Collected data:
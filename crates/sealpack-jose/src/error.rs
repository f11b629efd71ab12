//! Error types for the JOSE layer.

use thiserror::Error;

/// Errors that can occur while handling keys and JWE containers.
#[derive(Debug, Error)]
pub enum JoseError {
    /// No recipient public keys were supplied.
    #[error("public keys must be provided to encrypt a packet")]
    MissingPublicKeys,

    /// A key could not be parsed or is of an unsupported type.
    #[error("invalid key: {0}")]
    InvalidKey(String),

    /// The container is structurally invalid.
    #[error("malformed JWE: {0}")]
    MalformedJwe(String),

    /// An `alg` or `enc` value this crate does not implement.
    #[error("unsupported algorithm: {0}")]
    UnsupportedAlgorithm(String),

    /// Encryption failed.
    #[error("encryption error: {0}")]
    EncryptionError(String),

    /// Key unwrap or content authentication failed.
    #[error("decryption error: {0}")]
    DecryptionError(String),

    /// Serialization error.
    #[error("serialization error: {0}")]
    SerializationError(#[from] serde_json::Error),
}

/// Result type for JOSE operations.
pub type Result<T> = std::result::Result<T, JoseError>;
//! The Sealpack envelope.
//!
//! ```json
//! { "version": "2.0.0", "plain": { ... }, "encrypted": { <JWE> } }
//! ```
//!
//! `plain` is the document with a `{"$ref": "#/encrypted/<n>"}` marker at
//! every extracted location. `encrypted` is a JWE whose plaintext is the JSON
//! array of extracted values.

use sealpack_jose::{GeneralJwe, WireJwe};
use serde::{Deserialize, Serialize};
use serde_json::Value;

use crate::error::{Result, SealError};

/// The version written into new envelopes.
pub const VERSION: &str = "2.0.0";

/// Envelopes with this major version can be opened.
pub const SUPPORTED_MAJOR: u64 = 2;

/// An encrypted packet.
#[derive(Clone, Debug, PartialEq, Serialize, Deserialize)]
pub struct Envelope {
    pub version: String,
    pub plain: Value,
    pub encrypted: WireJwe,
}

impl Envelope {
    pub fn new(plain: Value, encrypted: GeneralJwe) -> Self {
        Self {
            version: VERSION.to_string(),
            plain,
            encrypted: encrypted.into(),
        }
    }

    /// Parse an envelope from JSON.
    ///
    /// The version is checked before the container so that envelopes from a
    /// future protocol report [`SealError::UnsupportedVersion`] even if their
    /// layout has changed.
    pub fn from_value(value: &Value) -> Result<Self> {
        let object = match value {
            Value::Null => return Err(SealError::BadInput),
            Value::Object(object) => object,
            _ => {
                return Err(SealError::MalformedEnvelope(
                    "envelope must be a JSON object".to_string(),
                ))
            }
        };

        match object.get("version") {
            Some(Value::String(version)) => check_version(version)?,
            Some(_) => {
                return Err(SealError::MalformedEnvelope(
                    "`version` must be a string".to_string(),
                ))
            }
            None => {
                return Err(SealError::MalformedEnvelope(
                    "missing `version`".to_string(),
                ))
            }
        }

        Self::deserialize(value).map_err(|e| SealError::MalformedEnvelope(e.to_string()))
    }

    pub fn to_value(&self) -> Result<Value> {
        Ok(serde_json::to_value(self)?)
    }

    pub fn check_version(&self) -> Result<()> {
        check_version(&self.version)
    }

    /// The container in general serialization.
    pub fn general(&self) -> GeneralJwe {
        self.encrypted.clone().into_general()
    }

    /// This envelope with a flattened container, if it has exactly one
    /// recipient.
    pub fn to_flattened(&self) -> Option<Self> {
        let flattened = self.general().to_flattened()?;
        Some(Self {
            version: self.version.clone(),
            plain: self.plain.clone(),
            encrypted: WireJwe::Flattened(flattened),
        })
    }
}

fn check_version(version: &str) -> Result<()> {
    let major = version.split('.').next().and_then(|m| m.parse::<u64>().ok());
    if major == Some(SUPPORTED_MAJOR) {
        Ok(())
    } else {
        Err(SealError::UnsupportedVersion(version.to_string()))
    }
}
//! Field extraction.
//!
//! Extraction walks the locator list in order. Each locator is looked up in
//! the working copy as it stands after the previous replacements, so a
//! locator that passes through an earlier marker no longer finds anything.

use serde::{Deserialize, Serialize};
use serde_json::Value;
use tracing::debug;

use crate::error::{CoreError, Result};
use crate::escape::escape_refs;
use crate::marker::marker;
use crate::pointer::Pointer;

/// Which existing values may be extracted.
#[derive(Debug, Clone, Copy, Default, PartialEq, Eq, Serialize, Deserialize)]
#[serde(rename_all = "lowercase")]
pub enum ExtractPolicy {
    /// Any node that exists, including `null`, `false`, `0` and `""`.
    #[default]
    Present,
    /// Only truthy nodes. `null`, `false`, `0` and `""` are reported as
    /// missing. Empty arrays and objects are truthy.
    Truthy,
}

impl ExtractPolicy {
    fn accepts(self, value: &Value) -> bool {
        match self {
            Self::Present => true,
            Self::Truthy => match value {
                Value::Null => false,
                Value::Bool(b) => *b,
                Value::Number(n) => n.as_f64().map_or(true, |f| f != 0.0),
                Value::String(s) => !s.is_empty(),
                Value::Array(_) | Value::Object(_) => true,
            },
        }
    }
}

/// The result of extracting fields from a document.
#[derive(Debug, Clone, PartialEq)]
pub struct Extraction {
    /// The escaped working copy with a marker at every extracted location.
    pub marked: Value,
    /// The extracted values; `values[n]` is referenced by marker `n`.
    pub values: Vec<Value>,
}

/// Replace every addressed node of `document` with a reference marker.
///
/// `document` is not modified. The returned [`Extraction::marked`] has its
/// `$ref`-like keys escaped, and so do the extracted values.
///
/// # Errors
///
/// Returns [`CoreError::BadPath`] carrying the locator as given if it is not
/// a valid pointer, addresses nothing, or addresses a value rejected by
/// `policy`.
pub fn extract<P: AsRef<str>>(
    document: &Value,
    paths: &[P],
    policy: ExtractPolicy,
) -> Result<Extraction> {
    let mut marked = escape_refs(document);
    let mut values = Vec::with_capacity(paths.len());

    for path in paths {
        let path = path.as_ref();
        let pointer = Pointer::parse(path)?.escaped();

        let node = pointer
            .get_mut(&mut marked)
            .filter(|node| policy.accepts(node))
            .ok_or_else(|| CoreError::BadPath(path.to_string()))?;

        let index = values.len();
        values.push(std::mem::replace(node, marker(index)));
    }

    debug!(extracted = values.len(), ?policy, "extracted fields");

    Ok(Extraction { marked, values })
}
--
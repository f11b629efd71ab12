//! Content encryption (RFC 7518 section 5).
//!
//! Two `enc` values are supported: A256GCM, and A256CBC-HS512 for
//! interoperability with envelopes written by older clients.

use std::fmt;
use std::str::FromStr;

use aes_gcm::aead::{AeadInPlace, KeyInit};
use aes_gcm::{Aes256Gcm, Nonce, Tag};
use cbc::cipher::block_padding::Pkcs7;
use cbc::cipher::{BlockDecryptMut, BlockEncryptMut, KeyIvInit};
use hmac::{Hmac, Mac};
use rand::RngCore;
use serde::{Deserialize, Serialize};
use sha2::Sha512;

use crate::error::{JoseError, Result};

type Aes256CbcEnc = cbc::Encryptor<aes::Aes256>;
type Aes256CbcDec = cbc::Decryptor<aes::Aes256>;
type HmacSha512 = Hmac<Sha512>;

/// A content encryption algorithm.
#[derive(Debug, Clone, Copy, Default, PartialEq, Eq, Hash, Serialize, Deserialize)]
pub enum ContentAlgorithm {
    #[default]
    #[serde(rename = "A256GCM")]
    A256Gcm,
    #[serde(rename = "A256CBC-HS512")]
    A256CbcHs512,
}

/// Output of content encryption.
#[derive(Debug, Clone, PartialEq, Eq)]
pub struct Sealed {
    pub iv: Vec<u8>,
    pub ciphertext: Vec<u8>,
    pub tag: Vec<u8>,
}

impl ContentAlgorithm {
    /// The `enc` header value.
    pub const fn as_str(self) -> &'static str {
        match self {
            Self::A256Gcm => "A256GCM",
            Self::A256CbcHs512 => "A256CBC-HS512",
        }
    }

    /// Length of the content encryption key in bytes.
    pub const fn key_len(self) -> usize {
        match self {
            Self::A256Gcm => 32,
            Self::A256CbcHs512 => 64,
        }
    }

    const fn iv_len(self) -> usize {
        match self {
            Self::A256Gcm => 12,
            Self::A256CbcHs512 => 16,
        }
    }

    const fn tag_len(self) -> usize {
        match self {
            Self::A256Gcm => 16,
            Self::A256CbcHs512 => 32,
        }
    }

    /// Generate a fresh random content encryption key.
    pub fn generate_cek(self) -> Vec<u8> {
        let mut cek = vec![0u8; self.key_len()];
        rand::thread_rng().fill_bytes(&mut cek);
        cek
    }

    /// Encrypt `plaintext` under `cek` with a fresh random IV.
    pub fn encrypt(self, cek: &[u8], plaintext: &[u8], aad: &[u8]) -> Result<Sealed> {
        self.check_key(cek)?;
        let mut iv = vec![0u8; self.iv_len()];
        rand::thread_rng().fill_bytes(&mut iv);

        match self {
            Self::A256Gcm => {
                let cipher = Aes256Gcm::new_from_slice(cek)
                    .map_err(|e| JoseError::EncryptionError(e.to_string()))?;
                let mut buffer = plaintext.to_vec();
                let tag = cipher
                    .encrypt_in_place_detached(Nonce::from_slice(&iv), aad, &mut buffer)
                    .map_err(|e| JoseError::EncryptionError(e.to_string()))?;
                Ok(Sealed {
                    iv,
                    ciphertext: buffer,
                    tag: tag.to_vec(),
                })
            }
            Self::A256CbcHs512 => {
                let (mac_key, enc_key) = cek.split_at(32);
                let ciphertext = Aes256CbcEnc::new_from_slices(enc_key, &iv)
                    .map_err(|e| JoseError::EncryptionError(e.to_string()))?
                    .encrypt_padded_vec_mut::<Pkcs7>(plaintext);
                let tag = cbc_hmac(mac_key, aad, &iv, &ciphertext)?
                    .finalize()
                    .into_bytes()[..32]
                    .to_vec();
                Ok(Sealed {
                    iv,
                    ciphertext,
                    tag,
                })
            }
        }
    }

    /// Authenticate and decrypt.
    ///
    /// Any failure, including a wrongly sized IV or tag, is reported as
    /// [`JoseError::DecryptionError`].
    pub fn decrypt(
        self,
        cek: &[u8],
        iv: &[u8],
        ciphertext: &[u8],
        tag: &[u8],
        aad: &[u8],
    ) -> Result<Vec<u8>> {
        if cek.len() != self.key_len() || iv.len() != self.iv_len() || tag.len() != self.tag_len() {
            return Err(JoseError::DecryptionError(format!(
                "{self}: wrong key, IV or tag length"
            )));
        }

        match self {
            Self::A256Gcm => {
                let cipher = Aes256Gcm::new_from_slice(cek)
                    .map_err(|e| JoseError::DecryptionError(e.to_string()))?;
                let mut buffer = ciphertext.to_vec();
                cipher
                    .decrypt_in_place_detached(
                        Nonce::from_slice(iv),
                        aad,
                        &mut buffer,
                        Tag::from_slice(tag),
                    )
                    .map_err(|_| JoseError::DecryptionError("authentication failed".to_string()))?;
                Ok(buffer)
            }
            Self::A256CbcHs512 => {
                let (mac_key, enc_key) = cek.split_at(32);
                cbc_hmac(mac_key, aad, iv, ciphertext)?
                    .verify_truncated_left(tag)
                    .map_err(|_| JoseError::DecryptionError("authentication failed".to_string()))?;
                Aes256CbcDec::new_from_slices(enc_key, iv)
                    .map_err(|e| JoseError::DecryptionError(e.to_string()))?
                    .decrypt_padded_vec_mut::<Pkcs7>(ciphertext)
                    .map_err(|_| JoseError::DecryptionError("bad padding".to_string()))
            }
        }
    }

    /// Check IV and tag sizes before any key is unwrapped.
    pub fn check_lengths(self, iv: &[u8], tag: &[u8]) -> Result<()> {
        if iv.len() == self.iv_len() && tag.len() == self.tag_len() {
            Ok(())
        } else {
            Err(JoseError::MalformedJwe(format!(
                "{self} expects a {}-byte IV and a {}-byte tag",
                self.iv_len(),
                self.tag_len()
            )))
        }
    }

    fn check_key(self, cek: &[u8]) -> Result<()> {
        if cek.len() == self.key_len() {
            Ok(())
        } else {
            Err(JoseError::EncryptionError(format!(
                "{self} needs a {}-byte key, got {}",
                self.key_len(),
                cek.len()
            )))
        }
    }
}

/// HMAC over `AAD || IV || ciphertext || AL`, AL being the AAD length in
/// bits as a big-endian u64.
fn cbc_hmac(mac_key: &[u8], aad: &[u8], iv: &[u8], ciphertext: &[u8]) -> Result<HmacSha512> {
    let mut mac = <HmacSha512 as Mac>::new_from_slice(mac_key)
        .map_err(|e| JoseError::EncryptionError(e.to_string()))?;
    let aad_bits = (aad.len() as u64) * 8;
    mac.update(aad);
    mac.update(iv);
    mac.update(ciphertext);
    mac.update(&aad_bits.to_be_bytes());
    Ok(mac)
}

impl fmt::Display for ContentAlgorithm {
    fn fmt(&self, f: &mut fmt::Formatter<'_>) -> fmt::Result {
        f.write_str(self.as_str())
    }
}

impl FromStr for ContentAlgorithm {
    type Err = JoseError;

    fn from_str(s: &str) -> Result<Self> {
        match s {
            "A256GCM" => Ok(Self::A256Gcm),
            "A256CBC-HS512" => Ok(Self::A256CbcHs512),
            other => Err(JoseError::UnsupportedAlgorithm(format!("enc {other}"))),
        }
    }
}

Assignment:
Count up every line above that has the word "update" in it; answer with the number alone.

Response for this exercise:
4